Problem description: Write out, without any change, the lines in the material below that run from the line with "filename src/engine/index.rs" through the line with "in the generation's", both included.
-- Opening Marker --
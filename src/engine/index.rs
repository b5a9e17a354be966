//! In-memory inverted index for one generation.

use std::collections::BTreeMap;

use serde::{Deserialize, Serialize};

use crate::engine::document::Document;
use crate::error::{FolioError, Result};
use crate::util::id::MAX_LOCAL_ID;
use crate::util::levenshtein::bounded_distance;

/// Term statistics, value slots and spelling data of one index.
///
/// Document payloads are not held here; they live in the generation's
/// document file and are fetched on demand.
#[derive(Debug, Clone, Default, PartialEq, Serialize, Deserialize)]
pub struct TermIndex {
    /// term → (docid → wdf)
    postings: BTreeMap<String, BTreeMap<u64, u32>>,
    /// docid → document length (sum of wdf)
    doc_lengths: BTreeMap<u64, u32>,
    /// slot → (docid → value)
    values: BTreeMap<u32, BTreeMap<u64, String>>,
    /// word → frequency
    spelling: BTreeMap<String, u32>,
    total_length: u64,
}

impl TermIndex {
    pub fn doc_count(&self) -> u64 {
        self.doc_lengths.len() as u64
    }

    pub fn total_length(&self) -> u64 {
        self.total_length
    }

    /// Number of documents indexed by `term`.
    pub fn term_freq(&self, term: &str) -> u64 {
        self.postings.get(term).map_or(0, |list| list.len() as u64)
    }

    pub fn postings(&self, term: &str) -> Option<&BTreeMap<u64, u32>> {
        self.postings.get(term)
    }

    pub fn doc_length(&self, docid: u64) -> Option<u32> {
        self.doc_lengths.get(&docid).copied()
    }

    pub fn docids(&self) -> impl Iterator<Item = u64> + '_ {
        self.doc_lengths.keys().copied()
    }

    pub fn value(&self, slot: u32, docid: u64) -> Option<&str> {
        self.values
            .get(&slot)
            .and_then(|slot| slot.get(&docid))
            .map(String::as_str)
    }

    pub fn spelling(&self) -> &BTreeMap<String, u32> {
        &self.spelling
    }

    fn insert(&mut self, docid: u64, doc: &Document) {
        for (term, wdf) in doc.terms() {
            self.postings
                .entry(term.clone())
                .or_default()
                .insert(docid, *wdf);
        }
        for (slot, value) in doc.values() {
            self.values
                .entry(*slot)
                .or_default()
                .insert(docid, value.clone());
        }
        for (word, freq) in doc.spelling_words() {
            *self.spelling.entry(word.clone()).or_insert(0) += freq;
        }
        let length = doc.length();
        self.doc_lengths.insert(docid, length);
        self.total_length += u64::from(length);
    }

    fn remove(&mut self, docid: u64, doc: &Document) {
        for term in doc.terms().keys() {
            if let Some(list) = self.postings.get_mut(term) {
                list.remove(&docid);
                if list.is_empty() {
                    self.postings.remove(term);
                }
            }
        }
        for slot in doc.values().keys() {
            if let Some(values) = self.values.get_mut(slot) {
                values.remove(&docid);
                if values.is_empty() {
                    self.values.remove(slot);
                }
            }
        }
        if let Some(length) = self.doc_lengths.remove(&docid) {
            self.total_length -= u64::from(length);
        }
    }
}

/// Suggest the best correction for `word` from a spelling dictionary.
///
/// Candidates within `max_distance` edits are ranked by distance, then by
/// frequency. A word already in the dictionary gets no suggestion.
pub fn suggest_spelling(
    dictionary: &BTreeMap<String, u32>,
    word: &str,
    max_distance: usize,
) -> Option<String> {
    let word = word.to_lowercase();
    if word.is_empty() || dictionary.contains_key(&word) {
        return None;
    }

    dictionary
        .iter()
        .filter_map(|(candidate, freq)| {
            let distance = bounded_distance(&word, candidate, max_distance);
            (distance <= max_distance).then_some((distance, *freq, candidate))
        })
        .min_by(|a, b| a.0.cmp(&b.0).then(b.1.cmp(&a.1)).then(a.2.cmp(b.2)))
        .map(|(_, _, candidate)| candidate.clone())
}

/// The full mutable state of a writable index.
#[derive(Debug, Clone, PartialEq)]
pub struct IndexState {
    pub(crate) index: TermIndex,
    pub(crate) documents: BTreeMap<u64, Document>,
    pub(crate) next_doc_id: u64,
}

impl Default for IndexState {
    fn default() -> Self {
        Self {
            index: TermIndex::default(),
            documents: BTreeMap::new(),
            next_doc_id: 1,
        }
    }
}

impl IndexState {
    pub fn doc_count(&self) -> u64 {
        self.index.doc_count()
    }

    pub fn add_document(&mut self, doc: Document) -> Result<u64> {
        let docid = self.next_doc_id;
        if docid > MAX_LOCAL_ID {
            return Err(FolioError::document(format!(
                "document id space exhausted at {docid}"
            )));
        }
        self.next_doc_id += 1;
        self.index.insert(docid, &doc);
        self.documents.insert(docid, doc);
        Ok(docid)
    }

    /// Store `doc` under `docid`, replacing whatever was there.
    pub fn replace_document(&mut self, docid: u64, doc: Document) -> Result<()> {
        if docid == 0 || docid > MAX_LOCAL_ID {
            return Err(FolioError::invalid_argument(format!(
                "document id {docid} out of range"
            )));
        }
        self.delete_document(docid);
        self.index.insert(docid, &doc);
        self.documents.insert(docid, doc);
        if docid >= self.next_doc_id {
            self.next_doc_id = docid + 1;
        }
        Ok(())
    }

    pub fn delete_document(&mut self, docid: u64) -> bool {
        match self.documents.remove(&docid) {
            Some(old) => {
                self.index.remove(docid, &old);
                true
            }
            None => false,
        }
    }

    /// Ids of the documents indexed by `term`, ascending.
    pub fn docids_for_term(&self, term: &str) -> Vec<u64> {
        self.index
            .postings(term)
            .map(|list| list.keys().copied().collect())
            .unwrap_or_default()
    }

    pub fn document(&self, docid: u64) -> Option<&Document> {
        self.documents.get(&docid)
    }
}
-- Closing Marker --
-- Opening Marker --
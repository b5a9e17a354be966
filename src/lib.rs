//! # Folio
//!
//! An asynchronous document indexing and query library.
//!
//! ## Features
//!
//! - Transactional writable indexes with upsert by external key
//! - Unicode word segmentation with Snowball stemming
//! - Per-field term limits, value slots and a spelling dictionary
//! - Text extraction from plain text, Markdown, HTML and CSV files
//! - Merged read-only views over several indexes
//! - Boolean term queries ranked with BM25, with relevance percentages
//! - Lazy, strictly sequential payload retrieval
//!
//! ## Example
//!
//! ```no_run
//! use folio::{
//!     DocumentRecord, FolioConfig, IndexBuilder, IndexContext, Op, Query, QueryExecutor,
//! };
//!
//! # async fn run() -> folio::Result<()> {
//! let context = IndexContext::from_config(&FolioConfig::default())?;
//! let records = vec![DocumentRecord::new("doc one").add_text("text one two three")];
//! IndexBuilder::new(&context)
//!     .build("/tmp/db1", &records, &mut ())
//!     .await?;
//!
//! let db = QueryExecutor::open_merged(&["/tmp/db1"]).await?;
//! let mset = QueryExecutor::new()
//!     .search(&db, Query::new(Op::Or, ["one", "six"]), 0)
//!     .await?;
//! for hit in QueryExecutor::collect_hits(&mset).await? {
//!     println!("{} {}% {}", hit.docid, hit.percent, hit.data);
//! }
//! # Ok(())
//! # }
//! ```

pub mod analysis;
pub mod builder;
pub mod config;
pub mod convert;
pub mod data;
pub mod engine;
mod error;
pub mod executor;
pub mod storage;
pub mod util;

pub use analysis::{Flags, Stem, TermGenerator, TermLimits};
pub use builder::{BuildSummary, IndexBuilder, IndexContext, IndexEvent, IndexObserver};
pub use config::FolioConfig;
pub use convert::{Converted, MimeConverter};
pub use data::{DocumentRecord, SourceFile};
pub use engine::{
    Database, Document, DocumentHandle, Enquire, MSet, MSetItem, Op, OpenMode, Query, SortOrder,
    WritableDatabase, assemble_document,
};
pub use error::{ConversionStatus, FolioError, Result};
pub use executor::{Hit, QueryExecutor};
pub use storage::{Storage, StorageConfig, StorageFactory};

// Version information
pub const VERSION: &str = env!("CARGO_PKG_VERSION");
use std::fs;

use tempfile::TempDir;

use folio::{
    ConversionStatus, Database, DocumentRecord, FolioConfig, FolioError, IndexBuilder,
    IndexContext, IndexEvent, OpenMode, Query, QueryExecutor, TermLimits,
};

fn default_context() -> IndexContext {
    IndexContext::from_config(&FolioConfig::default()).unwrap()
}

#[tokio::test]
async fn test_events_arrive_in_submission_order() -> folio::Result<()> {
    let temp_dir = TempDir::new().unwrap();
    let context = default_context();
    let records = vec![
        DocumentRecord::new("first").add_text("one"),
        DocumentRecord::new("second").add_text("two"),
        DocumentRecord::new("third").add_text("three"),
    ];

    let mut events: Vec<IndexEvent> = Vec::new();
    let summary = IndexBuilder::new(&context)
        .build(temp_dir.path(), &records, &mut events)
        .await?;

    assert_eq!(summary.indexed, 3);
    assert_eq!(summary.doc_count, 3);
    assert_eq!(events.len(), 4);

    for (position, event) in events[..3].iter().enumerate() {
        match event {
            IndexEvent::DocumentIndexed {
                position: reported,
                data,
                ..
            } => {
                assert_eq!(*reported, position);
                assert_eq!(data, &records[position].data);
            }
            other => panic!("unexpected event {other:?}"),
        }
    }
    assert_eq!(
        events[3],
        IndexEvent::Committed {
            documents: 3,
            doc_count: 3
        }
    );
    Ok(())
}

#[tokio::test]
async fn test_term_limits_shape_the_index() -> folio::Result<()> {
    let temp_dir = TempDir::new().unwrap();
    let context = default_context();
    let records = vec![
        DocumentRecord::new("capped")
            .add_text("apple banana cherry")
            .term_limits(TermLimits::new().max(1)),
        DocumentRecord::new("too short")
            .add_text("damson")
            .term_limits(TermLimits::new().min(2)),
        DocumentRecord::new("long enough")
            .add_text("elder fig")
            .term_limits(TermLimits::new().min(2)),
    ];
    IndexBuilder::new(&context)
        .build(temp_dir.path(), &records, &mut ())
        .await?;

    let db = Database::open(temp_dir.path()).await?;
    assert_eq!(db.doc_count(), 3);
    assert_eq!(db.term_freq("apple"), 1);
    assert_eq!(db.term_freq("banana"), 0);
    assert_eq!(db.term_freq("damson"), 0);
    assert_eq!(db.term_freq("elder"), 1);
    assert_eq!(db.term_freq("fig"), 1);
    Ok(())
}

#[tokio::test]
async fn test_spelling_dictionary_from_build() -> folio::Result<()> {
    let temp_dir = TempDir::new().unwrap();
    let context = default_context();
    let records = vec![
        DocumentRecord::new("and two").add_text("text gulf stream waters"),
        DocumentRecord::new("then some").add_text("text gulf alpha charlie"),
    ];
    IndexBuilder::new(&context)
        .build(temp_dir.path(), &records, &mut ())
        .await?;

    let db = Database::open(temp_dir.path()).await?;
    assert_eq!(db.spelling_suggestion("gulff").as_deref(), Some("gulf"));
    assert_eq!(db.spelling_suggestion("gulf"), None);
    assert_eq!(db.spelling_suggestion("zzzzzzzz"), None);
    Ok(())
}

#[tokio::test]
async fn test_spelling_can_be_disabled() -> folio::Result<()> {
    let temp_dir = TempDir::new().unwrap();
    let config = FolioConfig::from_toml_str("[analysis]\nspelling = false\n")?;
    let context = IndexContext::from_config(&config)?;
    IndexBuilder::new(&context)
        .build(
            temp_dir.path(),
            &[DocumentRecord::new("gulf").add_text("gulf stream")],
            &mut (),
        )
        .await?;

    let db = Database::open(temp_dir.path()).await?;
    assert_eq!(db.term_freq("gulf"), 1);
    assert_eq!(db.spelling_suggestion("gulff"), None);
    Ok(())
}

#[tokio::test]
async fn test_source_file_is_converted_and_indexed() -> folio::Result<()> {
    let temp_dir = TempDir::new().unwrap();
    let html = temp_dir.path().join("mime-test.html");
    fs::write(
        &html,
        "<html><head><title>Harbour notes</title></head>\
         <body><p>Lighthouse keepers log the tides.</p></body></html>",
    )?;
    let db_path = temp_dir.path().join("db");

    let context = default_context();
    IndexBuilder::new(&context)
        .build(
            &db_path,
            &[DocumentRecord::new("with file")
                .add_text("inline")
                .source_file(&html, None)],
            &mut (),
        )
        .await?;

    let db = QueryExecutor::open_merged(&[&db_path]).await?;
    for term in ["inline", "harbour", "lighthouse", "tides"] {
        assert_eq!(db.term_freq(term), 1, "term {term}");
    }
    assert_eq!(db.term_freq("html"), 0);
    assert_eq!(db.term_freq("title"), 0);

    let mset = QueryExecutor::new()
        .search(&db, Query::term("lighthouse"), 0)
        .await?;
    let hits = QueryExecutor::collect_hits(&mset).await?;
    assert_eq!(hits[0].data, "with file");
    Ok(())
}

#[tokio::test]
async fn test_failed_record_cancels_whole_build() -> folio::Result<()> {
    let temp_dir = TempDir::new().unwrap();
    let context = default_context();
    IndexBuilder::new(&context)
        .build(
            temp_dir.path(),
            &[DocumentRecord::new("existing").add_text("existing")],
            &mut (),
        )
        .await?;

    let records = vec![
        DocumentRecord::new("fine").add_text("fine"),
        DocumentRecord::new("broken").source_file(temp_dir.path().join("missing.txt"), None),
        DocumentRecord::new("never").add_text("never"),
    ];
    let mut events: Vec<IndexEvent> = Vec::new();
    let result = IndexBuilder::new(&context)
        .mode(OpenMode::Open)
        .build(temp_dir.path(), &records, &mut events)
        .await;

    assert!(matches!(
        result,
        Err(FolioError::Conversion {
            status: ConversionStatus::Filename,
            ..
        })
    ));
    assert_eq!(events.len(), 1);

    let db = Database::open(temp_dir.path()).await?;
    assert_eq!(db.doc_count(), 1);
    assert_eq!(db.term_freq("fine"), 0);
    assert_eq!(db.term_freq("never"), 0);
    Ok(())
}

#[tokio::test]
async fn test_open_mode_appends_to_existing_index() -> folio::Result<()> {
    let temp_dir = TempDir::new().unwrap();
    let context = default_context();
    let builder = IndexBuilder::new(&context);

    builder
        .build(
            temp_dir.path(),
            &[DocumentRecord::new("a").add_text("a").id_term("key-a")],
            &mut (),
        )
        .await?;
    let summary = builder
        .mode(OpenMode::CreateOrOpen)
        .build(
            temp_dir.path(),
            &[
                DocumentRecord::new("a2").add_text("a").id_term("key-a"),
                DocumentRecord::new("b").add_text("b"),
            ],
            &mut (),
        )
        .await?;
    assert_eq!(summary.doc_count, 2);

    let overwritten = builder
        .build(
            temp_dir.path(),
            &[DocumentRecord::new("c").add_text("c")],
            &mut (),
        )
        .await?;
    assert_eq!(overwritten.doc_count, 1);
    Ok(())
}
-- Closing Marker --
-- Opening Marker --
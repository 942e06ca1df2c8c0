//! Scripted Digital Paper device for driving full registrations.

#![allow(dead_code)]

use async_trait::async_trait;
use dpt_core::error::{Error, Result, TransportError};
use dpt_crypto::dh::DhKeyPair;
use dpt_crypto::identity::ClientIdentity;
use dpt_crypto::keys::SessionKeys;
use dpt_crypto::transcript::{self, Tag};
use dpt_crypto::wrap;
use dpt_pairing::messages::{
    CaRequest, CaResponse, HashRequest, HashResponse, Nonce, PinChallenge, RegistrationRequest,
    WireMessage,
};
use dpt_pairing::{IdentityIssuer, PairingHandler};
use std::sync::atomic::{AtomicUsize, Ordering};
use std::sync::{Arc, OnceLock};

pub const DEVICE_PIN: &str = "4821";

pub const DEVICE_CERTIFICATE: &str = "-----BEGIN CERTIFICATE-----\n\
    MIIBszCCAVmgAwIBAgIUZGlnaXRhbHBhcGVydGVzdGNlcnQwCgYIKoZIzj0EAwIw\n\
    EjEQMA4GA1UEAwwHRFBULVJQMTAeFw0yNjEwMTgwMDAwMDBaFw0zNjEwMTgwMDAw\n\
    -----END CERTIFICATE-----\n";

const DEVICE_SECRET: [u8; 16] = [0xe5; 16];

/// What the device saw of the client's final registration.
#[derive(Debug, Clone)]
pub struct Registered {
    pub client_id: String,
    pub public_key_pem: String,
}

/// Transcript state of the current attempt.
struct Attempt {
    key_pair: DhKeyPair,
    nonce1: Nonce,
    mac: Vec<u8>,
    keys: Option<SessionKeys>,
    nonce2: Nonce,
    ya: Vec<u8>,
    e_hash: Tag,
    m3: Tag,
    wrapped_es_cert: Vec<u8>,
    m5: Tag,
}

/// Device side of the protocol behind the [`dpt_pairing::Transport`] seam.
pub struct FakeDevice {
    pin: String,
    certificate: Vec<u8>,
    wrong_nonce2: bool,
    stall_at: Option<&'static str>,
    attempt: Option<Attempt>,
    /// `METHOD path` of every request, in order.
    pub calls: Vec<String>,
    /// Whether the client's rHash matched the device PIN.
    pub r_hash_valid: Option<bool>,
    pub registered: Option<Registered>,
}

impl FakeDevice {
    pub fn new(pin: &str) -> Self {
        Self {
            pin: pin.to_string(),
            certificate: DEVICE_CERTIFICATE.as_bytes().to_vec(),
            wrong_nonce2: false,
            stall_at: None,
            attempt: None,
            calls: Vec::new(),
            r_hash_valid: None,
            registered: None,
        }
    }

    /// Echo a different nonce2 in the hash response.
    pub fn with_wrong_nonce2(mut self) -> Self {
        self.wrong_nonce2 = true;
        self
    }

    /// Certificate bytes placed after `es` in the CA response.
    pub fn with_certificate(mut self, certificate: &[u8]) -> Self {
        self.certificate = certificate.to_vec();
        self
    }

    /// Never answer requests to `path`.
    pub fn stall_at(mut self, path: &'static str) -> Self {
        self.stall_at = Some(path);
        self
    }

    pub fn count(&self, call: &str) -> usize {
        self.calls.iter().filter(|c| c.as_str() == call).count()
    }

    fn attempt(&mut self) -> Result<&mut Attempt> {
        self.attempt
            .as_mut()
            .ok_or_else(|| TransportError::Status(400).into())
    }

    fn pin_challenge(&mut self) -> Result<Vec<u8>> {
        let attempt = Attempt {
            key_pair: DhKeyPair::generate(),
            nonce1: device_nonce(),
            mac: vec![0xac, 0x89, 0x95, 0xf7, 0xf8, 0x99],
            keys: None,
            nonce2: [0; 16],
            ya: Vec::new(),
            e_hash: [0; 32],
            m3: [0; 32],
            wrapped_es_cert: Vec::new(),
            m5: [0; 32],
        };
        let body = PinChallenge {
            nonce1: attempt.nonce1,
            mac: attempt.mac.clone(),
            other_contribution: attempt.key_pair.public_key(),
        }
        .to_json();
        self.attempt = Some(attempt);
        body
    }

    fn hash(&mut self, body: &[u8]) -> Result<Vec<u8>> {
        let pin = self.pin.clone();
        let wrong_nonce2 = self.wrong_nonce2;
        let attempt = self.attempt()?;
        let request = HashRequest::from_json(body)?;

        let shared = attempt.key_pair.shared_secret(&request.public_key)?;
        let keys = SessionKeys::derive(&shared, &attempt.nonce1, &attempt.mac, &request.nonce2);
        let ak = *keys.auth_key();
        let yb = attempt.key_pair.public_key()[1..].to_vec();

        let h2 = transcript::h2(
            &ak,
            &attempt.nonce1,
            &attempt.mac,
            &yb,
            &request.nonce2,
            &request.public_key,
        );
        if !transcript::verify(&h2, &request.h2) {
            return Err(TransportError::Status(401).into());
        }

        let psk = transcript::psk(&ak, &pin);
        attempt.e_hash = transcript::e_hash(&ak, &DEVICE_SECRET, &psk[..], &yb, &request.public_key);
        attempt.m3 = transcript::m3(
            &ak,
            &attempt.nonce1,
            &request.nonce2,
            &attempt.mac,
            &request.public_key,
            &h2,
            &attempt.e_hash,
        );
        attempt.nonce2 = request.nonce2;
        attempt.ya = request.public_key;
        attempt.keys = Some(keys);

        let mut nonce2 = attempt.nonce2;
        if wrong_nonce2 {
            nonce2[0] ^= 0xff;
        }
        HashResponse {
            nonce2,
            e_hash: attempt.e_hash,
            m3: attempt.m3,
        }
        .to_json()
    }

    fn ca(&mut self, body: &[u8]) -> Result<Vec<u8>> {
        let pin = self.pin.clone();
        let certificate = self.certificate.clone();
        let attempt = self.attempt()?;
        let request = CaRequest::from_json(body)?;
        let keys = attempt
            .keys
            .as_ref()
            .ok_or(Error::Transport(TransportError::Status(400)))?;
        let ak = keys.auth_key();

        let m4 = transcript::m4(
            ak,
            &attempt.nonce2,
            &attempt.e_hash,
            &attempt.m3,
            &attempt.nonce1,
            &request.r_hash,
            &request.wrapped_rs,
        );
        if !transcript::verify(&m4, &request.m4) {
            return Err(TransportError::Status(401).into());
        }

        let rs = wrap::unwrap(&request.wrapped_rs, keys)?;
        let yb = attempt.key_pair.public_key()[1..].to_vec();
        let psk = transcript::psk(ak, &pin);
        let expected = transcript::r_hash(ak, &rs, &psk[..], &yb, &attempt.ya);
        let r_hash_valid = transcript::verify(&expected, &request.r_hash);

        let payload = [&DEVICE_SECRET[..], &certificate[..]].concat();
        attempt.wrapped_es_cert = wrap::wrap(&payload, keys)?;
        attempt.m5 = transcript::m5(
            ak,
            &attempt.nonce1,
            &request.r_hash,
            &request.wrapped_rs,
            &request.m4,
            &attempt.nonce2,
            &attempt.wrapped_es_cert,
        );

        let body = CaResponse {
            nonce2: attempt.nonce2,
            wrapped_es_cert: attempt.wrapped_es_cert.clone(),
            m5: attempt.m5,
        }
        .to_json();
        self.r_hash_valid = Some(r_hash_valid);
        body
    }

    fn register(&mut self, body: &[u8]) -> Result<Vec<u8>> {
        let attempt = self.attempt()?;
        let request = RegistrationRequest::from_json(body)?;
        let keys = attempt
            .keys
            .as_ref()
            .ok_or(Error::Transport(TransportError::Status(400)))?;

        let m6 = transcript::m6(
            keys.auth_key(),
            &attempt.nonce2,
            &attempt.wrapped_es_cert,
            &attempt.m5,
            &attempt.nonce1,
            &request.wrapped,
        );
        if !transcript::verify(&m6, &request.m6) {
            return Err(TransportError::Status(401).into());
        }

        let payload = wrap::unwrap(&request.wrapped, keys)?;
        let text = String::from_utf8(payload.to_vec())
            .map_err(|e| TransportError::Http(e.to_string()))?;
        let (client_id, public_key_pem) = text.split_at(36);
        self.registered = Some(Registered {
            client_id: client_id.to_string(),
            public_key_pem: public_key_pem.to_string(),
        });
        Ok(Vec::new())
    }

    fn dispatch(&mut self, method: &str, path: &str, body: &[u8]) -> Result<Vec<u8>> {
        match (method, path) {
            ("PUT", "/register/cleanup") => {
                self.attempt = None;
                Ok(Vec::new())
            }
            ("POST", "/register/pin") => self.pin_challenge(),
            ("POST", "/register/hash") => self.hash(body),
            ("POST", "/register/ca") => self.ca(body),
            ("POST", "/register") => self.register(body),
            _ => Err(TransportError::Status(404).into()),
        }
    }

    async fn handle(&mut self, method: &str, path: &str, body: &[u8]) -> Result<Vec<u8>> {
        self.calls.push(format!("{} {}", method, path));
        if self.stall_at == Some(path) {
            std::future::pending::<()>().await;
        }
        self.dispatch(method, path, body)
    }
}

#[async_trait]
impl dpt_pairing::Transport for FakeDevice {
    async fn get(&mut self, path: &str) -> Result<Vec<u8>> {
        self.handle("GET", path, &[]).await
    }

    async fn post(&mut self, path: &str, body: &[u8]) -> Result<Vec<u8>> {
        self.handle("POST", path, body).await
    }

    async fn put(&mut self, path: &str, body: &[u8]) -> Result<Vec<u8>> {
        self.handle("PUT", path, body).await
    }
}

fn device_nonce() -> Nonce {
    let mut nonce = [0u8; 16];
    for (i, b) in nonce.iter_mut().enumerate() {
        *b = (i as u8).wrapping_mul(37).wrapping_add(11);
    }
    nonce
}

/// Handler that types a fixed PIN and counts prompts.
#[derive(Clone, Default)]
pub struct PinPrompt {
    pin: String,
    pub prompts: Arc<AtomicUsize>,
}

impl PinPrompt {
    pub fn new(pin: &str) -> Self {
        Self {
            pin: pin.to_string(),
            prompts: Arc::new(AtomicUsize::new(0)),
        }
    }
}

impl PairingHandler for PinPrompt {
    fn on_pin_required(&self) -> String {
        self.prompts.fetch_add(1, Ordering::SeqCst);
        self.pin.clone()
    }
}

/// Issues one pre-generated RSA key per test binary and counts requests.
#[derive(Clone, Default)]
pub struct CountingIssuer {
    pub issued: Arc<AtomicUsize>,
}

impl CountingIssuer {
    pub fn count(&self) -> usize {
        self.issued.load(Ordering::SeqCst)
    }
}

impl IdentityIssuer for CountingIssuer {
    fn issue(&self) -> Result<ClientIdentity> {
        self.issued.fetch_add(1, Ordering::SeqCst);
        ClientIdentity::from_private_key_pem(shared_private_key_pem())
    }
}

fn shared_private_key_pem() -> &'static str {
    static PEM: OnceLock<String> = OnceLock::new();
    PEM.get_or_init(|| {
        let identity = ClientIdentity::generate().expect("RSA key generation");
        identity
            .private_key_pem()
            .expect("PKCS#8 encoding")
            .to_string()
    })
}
-- Closing Marker --
Exercise response:
filename src/engine/index.rs
repository b5a9e17a354be966
//! In-memory inverted index for one generation.

use std::collections::BTreeMap;

use serde::{Deserialize, Serialize};

use crate::engine::document::Document;
use crate::error::{FolioError, Result};
use crate::util::id::MAX_LOCAL_ID;
use crate::util::levenshtein::bounded_distance;

/// Term statistics, value slots and spelling data of one index.
///
/// Document payloads are not held here; they live in the generation's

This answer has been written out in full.